_ACTIVITY:_
Locate the word "bootstrap" in the data below, then copy every line that holds it.

Records from a data source:

● ● ●

use std::path::{Path, PathBuf};
use std::time::{Duration, Instant};

use chrono::Utc;
use rusqlite::{params, Connection, ErrorCode};
use thiserror::Error;
use tracing::{debug, info};

use crate::db::entity::{addr_to_sql, find_or_insert, select_all, select_one};
use crate::db::schema::apply_schema;
use crate::db::{
    Artifact, BinaryImage, CatalogConfig, CatalogStats, Device, Entity, Kernelcache, SharedCache,
    Symbol,
};

/// Error type for catalog operations.
#[derive(Debug, Error)]
pub enum DbError {
    /// Missing or invalid construction parameters. Fix the configuration before retrying.
    #[error("Invalid catalog configuration: {0}")]
    Config(String),

    /// Underlying SQLite error (I/O failure, constraint violation).
    #[error("SQLite error: {0}")]
    Sql(#[from] rusqlite::Error),

    /// The database was created with a newer schema version than we support.
    #[error(
        "Unsupported schema version {found}; supported range is {min_supported}..={max_supported}"
    )]
    UnsupportedSchemaVersion { found: i32, min_supported: i32, max_supported: i32 },

    /// The handle has already been closed.
    #[error("Catalog is closed")]
    Closed,

    /// A lookup found nothing. An expected outcome, not a store failure.
    #[error("{entity} not found: {key}")]
    NotFound { entity: &'static str, key: String },
}

impl DbError {
    fn not_found(entity: &'static str, key: impl ToString) -> Self {
        DbError::NotFound { entity, key: key.to_string() }
    }

    pub fn is_not_found(&self) -> bool {
        matches!(self, DbError::NotFound { .. })
    }

    /// True for lock contention, which is worth retrying.
    pub fn is_transient(&self) -> bool {
        match self {
            DbError::Sql(rusqlite::Error::SqliteFailure(err, _)) => {
                matches!(err.code, ErrorCode::DatabaseBusy | ErrorCode::DatabaseLocked)
            }
            _ => false,
        }
    }
}

/// Convenience result type for DB operations.
pub type DbResult<T> = Result<T, DbError>;

const BUSY_TIMEOUT: Duration = Duration::from_secs(5);

pub(crate) fn timestamp() -> String {
    Utc::now().to_rfc3339()
}

/// SQLite-backed firmware symbol catalog.
///
/// Owns the single storage handle for the process. Every operation runs to
/// completion on the calling thread. After [`Catalog::close`] all operations
/// fail with [`DbError::Closed`].
#[derive(Debug)]
pub struct Catalog {
    conn: Option<Connection>,
    path: PathBuf,
    batch_size: usize,
}

impl Catalog {
    /// Open (or create) a catalog at `path` and bring its schema up to date.
    pub fn open(path: impl AsRef<Path>, batch_size: usize) -> DbResult<Self> {
        Self::open_with(&CatalogConfig::new(path.as_ref(), batch_size))
    }

    pub fn open_with(config: &CatalogConfig) -> DbResult<Self> {
        config.validate()?;
        let started_at = Instant::now();
        let conn = Connection::open(&config.path)?;
        let catalog = Self::bootstrap(conn, config.path.clone(), config.batch_size)?;
        info!(
            path = %config.path.display(),
            batch_size = config.batch_size,
            duration_ms = started_at.elapsed().as_millis() as u64,
            "catalog opened"
        );
        Ok(catalog)
    }

    /// Open a throwaway in-memory catalog.
    pub fn open_in_memory(batch_size: usize) -> DbResult<Self> {
        let config = CatalogConfig::new(":memory:", batch_size);
        config.validate()?;
        Self::bootstrap(Connection::open_in_memory()?, config.path, batch_size)
    }

    fn bootstrap(conn: Connection, path: PathBuf, batch_size: usize) -> DbResult<Self> {
        conn.execute_batch("PRAGMA foreign_keys = ON;")?;
        conn.busy_timeout(BUSY_TIMEOUT)?;
        apply_schema(&conn)?;
        Ok(Self { conn: Some(conn), path, batch_size })
    }

    pub fn path(&self) -> &Path {
        &self.path
    }

    pub fn batch_size(&self) -> usize {
        self.batch_size
    }

    pub fn is_closed(&self) -> bool {
        self.conn.is_none()
    }

    /// Expose the underlying connection for advanced callers.
    /// For most code, prefer higher-level helpers.
    pub fn connection(&self) -> DbResult<&Connection> {
        self.conn.as_ref().ok_or(DbError::Closed)
    }

    /// Release the handle. A second call reports [`DbError::Closed`].
    pub fn close(&mut self) -> DbResult<()> {
        let conn = self.conn.take().ok_or(DbError::Closed)?;
        conn.close().map_err(|(_, err)| DbError::Sql(err))?;
        info!(path = %self.path.display(), "catalog closed");
        Ok(())
    }

    // ========== Writers ==========

    /// Return the stored record sharing `candidate`'s natural key, inserting
    /// `candidate` if there is none. Repeated calls store exactly one row.
    pub fn create_or_find<E: Entity>(&self, candidate: E) -> DbResult<E> {
        let conn = self.connection()?;
        let (record, _) = find_or_insert(conn, candidate, &timestamp())?;
        Ok(record)
    }

    /// Create-or-find every candidate, committing one transaction per
    /// `batch_size` records.
    ///
    /// Not atomic as a whole: if a batch fails, earlier batches stay committed.
    /// Rerunning the same input is safe and converges on the same rows.
    pub fn create_or_find_all<E: Entity>(&self, candidates: Vec<E>) -> DbResult<Vec<E>> {
        let mut out = Vec::with_capacity(candidates.len());
        let mut created = 0usize;
        self.in_batches(candidates, |conn, now, candidate| {
            let (record, inserted) = find_or_insert(conn, candidate, now)?;
            created += usize::from(inserted);
            out.push(record);
            Ok(())
        })?;
        debug!(entity = E::KIND, total = out.len(), created, "create-or-find batch run finished");
        Ok(out)
    }

    /// Drive `f` over `items`, one transaction per `batch_size` items.
    /// Returns the number of committed batches.
    pub(crate) fn in_batches<T, F>(&self, items: impl IntoIterator<Item = T>, mut f: F) -> DbResult<usize>
    where
        F: FnMut(&Connection, &str, T) -> DbResult<()>,
    {
        let conn = self.connection()?;
        let mut items = items.into_iter().peekable();
        let mut batches = 0usize;
        while items.peek().is_some() {
            let tx = conn.unchecked_transaction()?;
            let now = timestamp();
            let mut rows = 0usize;
            for item in items.by_ref().take(self.batch_size) {
                f(&tx, &now, item)?;
                rows += 1;
            }
            tx.commit()?;
            batches += 1;
            debug!(batch = batches, rows, "batch committed");
        }
        Ok(batches)
    }

    /// Insert `record` if it has no identity, otherwise overwrite every
    /// caller-owned column of the stored row.
    pub fn save<E: Entity>(&self, record: &mut E) -> DbResult<()> {
        let conn = self.connection()?;
        let now = timestamp();
        if record.is_persisted() {
            record.overwrite(conn, &now)?;
        } else {
            record.insert(conn, &now)?;
        }
        Ok(())
    }

    // ========== Readers ==========

    pub fn get_artifact(&self, id: i64) -> DbResult<Artifact> {
        select_one(self.connection()?, "id = ?1", params![id])?
            .ok_or_else(|| DbError::not_found(Artifact::KIND, id))
    }

    pub fn get_artifact_by_name(&self, name: &str) -> DbResult<Artifact> {
        select_one(self.connection()?, "name = ?1", params![name])?
            .ok_or_else(|| DbError::not_found(Artifact::KIND, name))
    }

    /// List all artifacts (ordered by id).
    pub fn list_artifacts(&self) -> DbResult<Vec<Artifact>> {
        Ok(select_all(self.connection()?, "1 = 1 ORDER BY id", [])?)
    }

    pub fn devices_for_artifact(&self, artifact_id: i64) -> DbResult<Vec<Device>> {
        Ok(select_all(self.connection()?, "artifact_id = ?1 ORDER BY name", params![artifact_id])?)
    }

    pub fn kernelcache_for_artifact(&self, artifact_id: i64) -> DbResult<Kernelcache> {
        select_one(self.connection()?, "artifact_id = ?1", params![artifact_id])?
            .ok_or_else(|| DbError::not_found(Kernelcache::KIND, format!("artifact {artifact_id}")))
    }

    pub fn shared_caches_for_artifact(&self, artifact_id: i64) -> DbResult<Vec<SharedCache>> {
        Ok(select_all(self.connection()?, "artifact_id = ?1 ORDER BY id", params![artifact_id])?)
    }

    pub fn images_for_artifact(&self, artifact_id: i64) -> DbResult<Vec<BinaryImage>> {
        Ok(select_all(self.connection()?, "artifact_id = ?1 ORDER BY name", params![artifact_id])?)
    }

    pub fn get_image(&self, uuid: &str) -> DbResult<BinaryImage> {
        select_one(self.connection()?, "uuid = ?1", params![uuid])?
            .ok_or_else(|| DbError::not_found(BinaryImage::KIND, uuid))
    }

    /// All symbols linked to the image, ordered by start address.
    pub fn get_symbols_for_image(&self, uuid: &str) -> DbResult<Vec<Symbol>> {
        let conn = self.connection()?;
        let mut stmt = conn.prepare_cached(
            r#"
            SELECT s.id, s.name, s.start_addr, s.end_addr, s.created_at, s.updated_at
            FROM image_symbols l
            JOIN symbols s ON s.id = l.symbol_id
            WHERE l.image_uuid = ?1
            ORDER BY s.start_addr, s.id
            "#,
        )?;
        let rows = stmt.query_map(params![uuid], Symbol::from_row)?;

        let mut out = Vec::new();
        for row in rows {
            out.push(row?);
        }
        if out.is_empty() {
            return Err(DbError::not_found("symbols for image", uuid));
        }
        Ok(out)
    }

    /// Find the symbol of image `uuid` whose range `[start, end)` contains `address`.
    ///
    /// Candidates are restricted to the image before ranges are tested. When
    /// ranges overlap, the smallest range wins, then the lowest symbol id.
    pub fn resolve_symbol(&self, uuid: &str, address: u64) -> DbResult<Symbol> {
        let conn = self.connection()?;
        let mut stmt = conn.prepare_cached(
            r#"
            SELECT s.id, s.name, s.start_addr, s.end_addr, s.created_at, s.updated_at
            FROM image_symbols l
            JOIN symbols s ON s.id = l.symbol_id
            WHERE l.image_uuid = ?1 AND s.start_addr <= ?2 AND ?2 < s.end_addr
            ORDER BY (s.end_addr - s.start_addr), s.id
            LIMIT 1
            "#,
        )?;
        let mut rows = stmt.query(params![uuid, addr_to_sql(address)])?;
        match rows.next()? {
            Some(row) => Ok(Symbol::from_row(row)?),
            None => Err(DbError::not_found(Symbol::KIND, format!("{uuid}@{address:#x}"))),
        }
    }

    /// Row counts per table.
    pub fn stats(&self) -> DbResult<CatalogStats> {
        let conn = self.connection()?;
        let count = |table: &str| -> DbResult<u64> {
            let n: i64 = conn.query_row(&format!("SELECT COUNT(*) FROM {table}"), [], |row| row.get(0))?;
            Ok(n as u64)
        };
        Ok(CatalogStats {
            artifacts: count(Artifact::TABLE)?,
            devices: count(Device::TABLE)?,
            kernelcaches: count(Kernelcache::TABLE)?,
            shared_caches: count(SharedCache::TABLE)?,
            images: count(BinaryImage::TABLE)?,
            symbols: count(Symbol::TABLE)?,
            image_symbols: count("image_symbols")?,
        })
    }

    // ========== Deleters ==========

    /// Remove one artifact row.
    ///
    /// Does not cascade: devices, caches and images stay, with their
    /// `artifact_id` cleared. A device whose name is already held by a
    /// detached device merges into that row instead of duplicating it.
    pub fn delete_artifact(&self, id: i64) -> DbResult<()> {
        let conn = self.connection()?;
        let tx = conn.unchecked_transaction()?;
        let merged = tx.execute(
            r#"
            DELETE FROM devices
            WHERE artifact_id = ?1
              AND name IN (SELECT name FROM devices WHERE artifact_id IS NULL)
            "#,
            params![id],
        )?;
        let affected = tx.execute("DELETE FROM artifacts WHERE id = ?1", params![id])?;
        if affected == 0 {
            return Err(DbError::not_found(Artifact::KIND, id));
        }
        tx.commit()?;
        info!(artifact_id = id, merged_devices = merged, "artifact deleted");
        Ok(())
    }

    /// Delete interned symbols no image links to any more. Returns how many went.
    pub fn prune_orphan_symbols(&self) -> DbResult<usize> {
        let removed = self.connection()?.execute(
            r#"
            DELETE FROM symbols
            WHERE NOT EXISTS (SELECT 1 FROM image_symbols l WHERE l.symbol_id = symbols.id)
            "#,
            [],
        )?;
        info!(removed, "orphan symbols pruned");
        Ok(removed)
    }
}
impl Entity for SharedCache {
    const KIND: &'static str = "shared cache";
    const TABLE: &'static str = "shared_caches";
    const COLUMNS: &'static str =
        "id, artifact_id, uuid, platform, shared_region_start, created_at, updated_at";

    fn from_row(row: &Row<'_>) -> rusqlite::Result<Self> {
        Ok(SharedCache {
            id: row.get(0)?,
            artifact_id: row.get(1)?,
            uuid: row.get(2)?,
            platform: row.get(3)?,
            shared_region_start: addr_from_sql(row.get(4)?),
            created_at: row.get(5)?,
            updated_at: row.get(6)?,
        })
    }

    fn find_existing(&self, conn: &Connection) -> rusqlite::Result<Option<Self>> {
        select_one(conn, "uuid = ?1", params![self.uuid])
    }

    fn insert(&mut self, conn: &Connection, now: &str) -> rusqlite::Result<()> {
        conn.prepare_cached(
            r#"
            INSERT INTO shared_caches (artifact_id, uuid, platform, shared_region_start, created_at, updated_at)
            VALUES (?1, ?2, ?3, ?4, ?5, ?5)
            "#,
        )?
        .execute(params![
            self.artifact_id,
            self.uuid,
            self.platform,
            addr_to_sql(self.shared_region_start),
            now
        ])?;
        self.id = Some(conn.last_insert_rowid());
        self.created_at = Some(now.to_string());
        self.updated_at = Some(now.to_string());
        Ok(())
    }

    fn is_persisted(&self) -> bool {
        self.id.is_some()
    }

    fn overwrite(&mut self, conn: &Connection, now: &str) -> rusqlite::Result<()> {
        let created_at: String = conn.query_row(
            r#"
            INSERT INTO shared_caches (id, artifact_id, uuid, platform, shared_region_start, created_at, updated_at)
            VALUES (?1, ?2, ?3, ?4, ?5, ?6, ?6)
            ON CONFLICT(id) DO UPDATE SET
                artifact_id = excluded.artifact_id,
                uuid = excluded.uuid,
                platform = excluded.platform,
                shared_region_start = excluded.shared_region_start,
                updated_at = excluded.updated_at
            RETURNING created_at
            "#,
            params![
                self.id,
                self.artifact_id,
                self.uuid,
                self.platform,
                addr_to_sql(self.shared_region_start),
                now
            ],
            |row| row.get(0),
        )?;
        self.created_at = Some(created_at);
        self.updated_at = Some(now.to_string());
        Ok(())
    }
}
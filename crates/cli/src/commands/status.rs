use anyhow::{Context, Result};
use symcat_core::db::schema::current_schema_version;

use crate::commands::{open_catalog, print_json, CatalogArgs};

/// Create the catalog file (or bring an existing one up to date).
pub fn init_command(args: &CatalogArgs) -> Result<()> {
    let catalog = open_catalog(args)?;
    let version = current_schema_version(catalog.connection()?)
        .context("Failed to read schema version")?;

    println!("Initialized catalog:");
    println!("  DB: {}", catalog.path().display());
    println!("  Schema version: {}", version);
    println!("  Batch size: {}", catalog.batch_size());
    Ok(())
}

pub fn stats_command(args: &CatalogArgs, json: bool) -> Result<()> {
    let catalog = open_catalog(args)?;
    let stats = catalog.stats().context("Failed to count catalog rows")?;

    if json {
        return print_json(&stats);
    }

    println!("Catalog: {}", catalog.path().display());
    println!("- Artifacts: {}", stats.artifacts);
    println!("- Devices: {}", stats.devices);
    println!("- Kernelcaches: {}", stats.kernelcaches);
    println!("- Shared caches: {}", stats.shared_caches);
    println!("- Images: {}", stats.images);
    println!("- Symbols: {}", stats.symbols);
    println!("- Image/symbol links: {}", stats.image_symbols);
    Ok(())
}
//! Catalog schema declarations and the migration routine.
//!
//! Tables are declared as data. `apply_schema` brings any file up to the
//! current declarations: missing tables are created, declared columns missing
//! from existing tables are added, indexes are (re)created, and
//! `PRAGMA user_version` is bumped. It runs on every open and is idempotent.

use rusqlite::Connection;
use tracing::{debug, info};

use crate::db::{DbError, DbResult};

/// Minimum schema version we know how to handle.
///
/// `0` means "no schema yet" (fresh DB).
pub const MIN_SUPPORTED_SCHEMA_VERSION: i32 = 0;

/// Latest schema version this crate knows about.
pub const CURRENT_SCHEMA_VERSION: i32 = 1;

#[derive(Debug, Clone, Copy)]
pub struct ColumnDef {
    pub name: &'static str,
    /// Type and column constraints, as written after the name.
    pub decl: &'static str,
}

#[derive(Debug, Clone, Copy)]
pub struct TableDef {
    pub name: &'static str,
    pub columns: &'static [ColumnDef],
    /// Table constraints (UNIQUE, CHECK, composite keys).
    pub constraints: &'static [&'static str],
}

impl TableDef {
    pub fn create_sql(&self) -> String {
        let mut parts: Vec<String> =
            self.columns.iter().map(|c| format!("{} {}", c.name, c.decl)).collect();
        parts.extend(self.constraints.iter().map(|c| c.to_string()));
        format!("CREATE TABLE IF NOT EXISTS {} (\n    {}\n)", self.name, parts.join(",\n    "))
    }
}

const fn col(name: &'static str, decl: &'static str) -> ColumnDef {
    ColumnDef { name, decl }
}

pub const ARTIFACTS: TableDef = TableDef {
    name: "artifacts",
    columns: &[
        col("id", "INTEGER PRIMARY KEY AUTOINCREMENT"),
        col("name", "TEXT NOT NULL UNIQUE"),
        col("version", "TEXT"),
        col("build_id", "TEXT"),
        col("sha256", "TEXT"),
        col("created_at", "TEXT NOT NULL"),
        col("updated_at", "TEXT NOT NULL"),
    ],
    constraints: &[],
};

pub const DEVICES: TableDef = TableDef {
    name: "devices",
    columns: &[
        col("id", "INTEGER PRIMARY KEY AUTOINCREMENT"),
        col("artifact_id", "INTEGER REFERENCES artifacts(id) ON DELETE SET NULL"),
        col("name", "TEXT NOT NULL"),
        col("board", "TEXT"),
        col("created_at", "TEXT NOT NULL"),
        col("updated_at", "TEXT NOT NULL"),
    ],
    // Natural key is enforced by `idx_devices_natural_key`; a plain UNIQUE
    // treats NULL artifact ids as distinct.
    constraints: &[],
};

pub const KERNELCACHES: TableDef = TableDef {
    name: "kernelcaches",
    columns: &[
        col("id", "INTEGER PRIMARY KEY AUTOINCREMENT"),
        col("artifact_id", "INTEGER UNIQUE REFERENCES artifacts(id) ON DELETE SET NULL"),
        col("uuid", "TEXT NOT NULL UNIQUE"),
        col("version", "TEXT"),
        col("created_at", "TEXT NOT NULL"),
        col("updated_at", "TEXT NOT NULL"),
    ],
    constraints: &[],
};

pub const SHARED_CACHES: TableDef = TableDef {
    name: "shared_caches",
    columns: &[
        col("id", "INTEGER PRIMARY KEY AUTOINCREMENT"),
        col("artifact_id", "INTEGER REFERENCES artifacts(id) ON DELETE SET NULL"),
        col("uuid", "TEXT NOT NULL UNIQUE"),
        col("platform", "TEXT"),
        col("shared_region_start", "INTEGER NOT NULL"),
        col("created_at", "TEXT NOT NULL"),
        col("updated_at", "TEXT NOT NULL"),
    ],
    constraints: &[],
};

pub const IMAGES: TableDef = TableDef {
    name: "images",
    columns: &[
        col("uuid", "TEXT PRIMARY KEY NOT NULL"),
        col("name", "TEXT NOT NULL"),
        col("text_start", "INTEGER NOT NULL"),
        col("text_end", "INTEGER NOT NULL"),
        col("artifact_id", "INTEGER REFERENCES artifacts(id) ON DELETE SET NULL"),
        col("kernelcache_id", "INTEGER REFERENCES kernelcaches(id) ON DELETE SET NULL"),
        col("shared_cache_id", "INTEGER REFERENCES shared_caches(id) ON DELETE SET NULL"),
        col("created_at", "TEXT NOT NULL"),
        col("updated_at", "TEXT NOT NULL"),
    ],
    constraints: &[],
};

pub const SYMBOLS: TableDef = TableDef {
    name: "symbols",
    columns: &[
        col("id", "INTEGER PRIMARY KEY AUTOINCREMENT"),
        col("name", "TEXT NOT NULL"),
        col("start_addr", "INTEGER NOT NULL"),
        col("end_addr", "INTEGER NOT NULL"),
        col("created_at", "TEXT NOT NULL"),
        col("updated_at", "TEXT NOT NULL"),
    ],
    constraints: &["UNIQUE(name, start_addr, end_addr)", "CHECK(start_addr <= end_addr)"],
};

pub const IMAGE_SYMBOLS: TableDef = TableDef {
    name: "image_symbols",
    columns: &[
        col("image_uuid", "TEXT NOT NULL REFERENCES images(uuid) ON DELETE CASCADE"),
        col("symbol_id", "INTEGER NOT NULL REFERENCES symbols(id) ON DELETE CASCADE"),
    ],
    constraints: &["PRIMARY KEY(image_uuid, symbol_id)"],
};

/// All tables, in dependency order.
pub const TABLES: &[TableDef] =
    &[ARTIFACTS, DEVICES, KERNELCACHES, SHARED_CACHES, IMAGES, SYMBOLS, IMAGE_SYMBOLS];

pub const INDEXES: &[&str] = &[
    "CREATE INDEX IF NOT EXISTS idx_devices_artifact ON devices(artifact_id)",
    "CREATE UNIQUE INDEX IF NOT EXISTS idx_devices_natural_key ON devices(IFNULL(artifact_id, -1), name)",
    "CREATE INDEX IF NOT EXISTS idx_shared_caches_artifact ON shared_caches(artifact_id)",
    "CREATE INDEX IF NOT EXISTS idx_images_artifact ON images(artifact_id)",
    "CREATE INDEX IF NOT EXISTS idx_images_kernelcache ON images(kernelcache_id)",
    "CREATE INDEX IF NOT EXISTS idx_images_shared_cache ON images(shared_cache_id)",
    "CREATE INDEX IF NOT EXISTS idx_symbols_range ON symbols(start_addr, end_addr)",
    "CREATE INDEX IF NOT EXISTS idx_image_symbols_symbol ON image_symbols(symbol_id)",
];

/// Bring the database up to the current schema.
///
/// Runs in a single transaction; a failure leaves the file as it was and the
/// handle must not be used.
pub fn apply_schema(conn: &Connection) -> DbResult<()> {
    let current_version = current_schema_version(conn)?;

    // Reject DBs created with a newer schema than we support.
    if current_version > CURRENT_SCHEMA_VERSION {
        return Err(DbError::UnsupportedSchemaVersion {
            found: current_version,
            min_supported: MIN_SUPPORTED_SCHEMA_VERSION,
            max_supported: CURRENT_SCHEMA_VERSION,
        });
    }

    let tx = conn.unchecked_transaction()?;
    let mut added_columns = 0usize;
    for table in TABLES {
        tx.execute(&table.create_sql(), [])?;
        for column in table.columns {
            if !column_exists(&tx, table.name, column.name)? {
                debug!(table = table.name, column = column.name, "adding missing column");
                tx.execute(
                    &format!("ALTER TABLE {} ADD COLUMN {} {}", table.name, column.name, column.decl),
                    [],
                )?;
                added_columns += 1;
            }
        }
    }
    for stmt in INDEXES {
        tx.execute(stmt, [])?;
    }
    if current_version != CURRENT_SCHEMA_VERSION {
        tx.pragma_update(None, "user_version", CURRENT_SCHEMA_VERSION)?;
    }
    tx.commit()?;

    if current_version != CURRENT_SCHEMA_VERSION || added_columns > 0 {
        info!(
            from = current_version,
            to = CURRENT_SCHEMA_VERSION,
            added_columns,
            "catalog schema migrated"
        );
    }
    Ok(())
}

/// Read the SQLite schema version from `PRAGMA user_version`.
pub fn current_schema_version(conn: &Connection) -> DbResult<i32> {
    let version: i32 = conn.query_row("PRAGMA user_version;", [], |row| row.get(0))?;
    Ok(version)
}

fn column_exists(conn: &Connection, table: &str, column: &str) -> DbResult<bool> {
    let pragma = format!("PRAGMA table_info({table});");
    let mut stmt = conn.prepare(&pragma)?;
    let rows = stmt.query_map([], |row| row.get::<_, String>(1))?;
    for name in rows {
        if name? == column {
            return Ok(true);
        }
    }
    Ok(false)
}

● ● ●

_OUTPUT OF THE TASK:_
        let catalog = Self::bootstrap(conn, config.path.clone(), config.batch_size)?;
        Self::bootstrap(Connection::open_in_memory()?, config.path, batch_size)
    fn bootstrap(conn: Connection, path: PathBuf, batch_size: usize) -> DbResult<Self> {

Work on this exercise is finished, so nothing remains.